Wenn die Nachricht Anhänge oder Attachments enthalten soll, so benötigt man einen sogenannten javax.mail.MultiPart.

Damit kann man eine MultiPart-Nachricht erstellen. Eine MultiPart Nachricht besteht dann aus ein oder mehreren BodyParts, wobei du für jede Datei einen BodyPart benötigst.

Das sollten mal genug Infos zum recherchieren sein.

Ach ja, das setFileName setzt lediglich den Namen, du kannst ja theoretisch eine Datei die du versenden möchtest onTheFly generieren, ohne sie irgendwo abspeichern zu müssen. Beim empfänger, sollte dann aber ein Dateiname vorhanden sein, damit er was damit anfangen kann. 

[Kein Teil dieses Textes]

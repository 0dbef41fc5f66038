//! Cache layer
//!
//! In-process moka cache shared by the services. Values are stored as JSON
//! so any serializable type can be cached under a string key.
//!
//! # Usage
//!
//! ```rust,ignore
//! use adminhub::cache::{create_cache, CacheLayer};
//! use adminhub::config::CacheConfig;
//!
//! let cache = create_cache(&CacheConfig::default());
//! cache.set("dashboard:stats", &stats, Duration::from_secs(60)).await?;
//! ```

pub mod memory;

use anyhow::Result;
use async_trait::async_trait;
use serde::{de::DeserializeOwned, Serialize};
use std::sync::Arc;
use std::time::Duration;

use crate::config::CacheConfig;

pub use memory::MemoryCache;

/// Cache layer trait
///
/// Generic methods keep this trait from being object safe; share the
/// concrete cache behind an `Arc` instead.
#[async_trait]
pub trait CacheLayer: Send + Sync {
    /// Get a value from cache
    async fn get<T: DeserializeOwned + Send>(&self, key: &str) -> Result<Option<T>>;

    /// Set a value in cache with TTL
    async fn set<T: Serialize + Send + Sync>(&self, key: &str, value: &T, ttl: Duration) -> Result<()>;

    /// Delete a value from cache
    async fn delete(&self, key: &str) -> Result<()>;

    /// Delete all values whose key matches a glob pattern (`*`, `?`)
    async fn delete_pattern(&self, pattern: &str) -> Result<()>;

    /// Clear all cache entries
    async fn clear(&self) -> Result<()>;
}

/// Cache handle shared across services
pub type SharedCache = Arc<MemoryCache>;

/// Build the cache from configuration
pub fn create_cache(config: &CacheConfig) -> SharedCache {
    let ttl = Duration::from_secs(config.ttl_seconds);
    Arc::new(MemoryCache::with_capacity_and_ttl(config.max_capacity, ttl))
}
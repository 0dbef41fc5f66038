//! Application module model (entries of the multi-application control dashboard)

use chrono::{DateTime, Utc};
use serde::{Deserialize, Serialize};

use super::pagination::{SortColumns, SortOrder};

#[derive(Debug, Clone, Serialize, Deserialize)]
#[serde(rename_all = "camelCase")]
pub struct AppModule {
    pub id: i64,
    /// Stable lowercase identifier, unique
    pub key: String,
    pub name: String,
    pub description: Option<String>,
    /// SPA route the dashboard links to
    pub route: String,
    pub icon: Option<String>,
    pub enabled: bool,
    pub sort_order: i32,
    pub created_at: DateTime<Utc>,
    pub updated_at: DateTime<Utc>,
}

impl AppModule {
    pub fn new(key: String, name: String, route: String) -> Self {
        let now = Utc::now();
        Self {
            id: 0,
            key,
            name,
            description: None,
            route,
            icon: None,
            enabled: true,
            sort_order: 0,
            created_at: now,
            updated_at: now,
        }
    }
}

#[derive(Debug, Clone, Deserialize)]
#[serde(rename_all = "camelCase")]
pub struct CreateModuleInput {
    pub key: String,
    pub name: String,
    #[serde(default)]
    pub description: Option<String>,
    pub route: String,
    #[serde(default)]
    pub icon: Option<String>,
    #[serde(default = "default_enabled")]
    pub enabled: bool,
    #[serde(default)]
    pub sort_order: i32,
}

fn default_enabled() -> bool {
    true
}

#[derive(Debug, Clone, Default, Deserialize)]
#[serde(rename_all = "camelCase", default)]
pub struct UpdateModuleInput {
    pub key: Option<String>,
    pub name: Option<String>,
    pub description: Option<String>,
    pub route: Option<String>,
    pub icon: Option<String>,
    pub enabled: Option<bool>,
    pub sort_order: Option<i32>,
}

#[derive(Debug, Clone, Default, Deserialize)]
#[serde(rename_all = "camelCase", default)]
pub struct ModuleFilter {
    pub enabled: Option<bool>,
}

pub const MODULE_SORT_COLUMNS: SortColumns = SortColumns {
    fields: &[
        ("id", "id"),
        ("key", "module_key"),
        ("name", "name"),
        ("sortOrder", "sort_order"),
        ("enabled", "enabled"),
        ("createdAt", "created_at"),
        ("updatedAt", "updated_at"),
    ],
    default_column: "sort_order",
    default_order: SortOrder::Asc,
};
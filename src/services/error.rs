//! Error type shared by every service

/// Error types for service operations
#[derive(Debug, thiserror::Error)]
pub enum ServiceError {
    /// Entity does not exist (or is soft-deleted)
    #[error("{0}")]
    NotFound(String),

    /// Invalid input
    #[error("{0}")]
    Validation(String),

    /// Unique key already taken, or the entity is in the wrong state
    #[error("{0}")]
    Conflict(String),

    #[error("Internal error: {0}")]
    Internal(#[from] anyhow::Error),
}

impl ServiceError {
    pub fn not_found(entity: &str, id: impl std::fmt::Display) -> Self {
        Self::NotFound(format!("{} {} not found", entity, id))
    }

    pub fn validation(message: impl Into<String>) -> Self {
        Self::Validation(message.into())
    }

    pub fn conflict(message: impl Into<String>) -> Self {
        Self::Conflict(message.into())
    }
}

pub type ServiceResult<T> = Result<T, ServiceError>;

impl From<crate::practice::PracticeError> for ServiceError {
    fn from(err: crate::practice::PracticeError) -> Self {
        use crate::practice::PracticeError;
        match err {
            PracticeError::SessionClosed => Self::Conflict(err.to_string()),
            PracticeError::QuestionOutOfRange { .. } | PracticeError::OptionOutOfRange { .. } => {
                Self::Validation(err.to_string())
            }
        }
    }
}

setFileName wirft auch keine Exception, wenn die Datei nicht vorhanden ist.
setFileName sollte auch nicht den Pfad (C:/bla/) sondern nur den Dateinamen enthalten (foo.bar).


----------



## irgendjemand (15. Dez 2011)

@TO

mein tutorial war damals auch nur dafür gedacht um zu zeigen wie man einfache text/plain e-mails verschickt ...
geplant war mal eine größere tutorial-serie ... aber da sowohl auf tut.de als auch hier nur getrollt wird und scheinbar der rest der "java-community" probleme mit hat wenn ich gegenüber anderen user meine meinung offen sage *z.B. wiederholtes , aggressives hinweisen auf GooGLe / SuFu , dierekte nennung von eventuellen problemen / sicherheitsrisiken , und auch manchmal ziemlich aggressives aufregen über "n00bz" die einfach nicht in der lage sind sich halbwegsverständlich auszudrücken oder die sich im vorfeld keinerlei gedanken über die umsetzung gemacht haben sondern nur im kopf haben : das will ich mit java umsetzen , egal wie* und ich desshalb sowohl hier als auch "da drüben" mit diversen nicks perm-bans kassiert habe kam es leider nie zu einer fortsetzung dieser tut-reihe

geplant waren unter anderem noch

- mails empfangen via POP3
- attachments *sowohl senden via SMTP als auch empfangen via POP3*
- verwaltung eines e-mail kontos via IMAP
- komprimierung und verschlüsselung

außerdem wollte ich als letztes noch eine zusammfassung hierrüber schreiben
- kleine spielerein welche man mit hilfe der javamail-api noch so umsetzen kann

aber naja ... da wohl niemand bereit ... oder sage ich mal lieber : in der lage dazu ist mit mir umzugehen *oh was ich im RL schon an problemen desswegen hatte* ... kann ich nur sagen : ich für meinen teil habe diese insgesamt 6 verschiedenen punkte soweit implementiert wie ich sie brauche *einiges nur als referezen-impl ... aber voll funktionsfähig* ... diese aber auf grund scheinbar mangeldener interesse oder unlust sich mit meinen threads zu beschäftigen nicht public gemacht habe und diese wahrscheinlich auch nur innerhalb meines freundes-kreises weitergeben werden ...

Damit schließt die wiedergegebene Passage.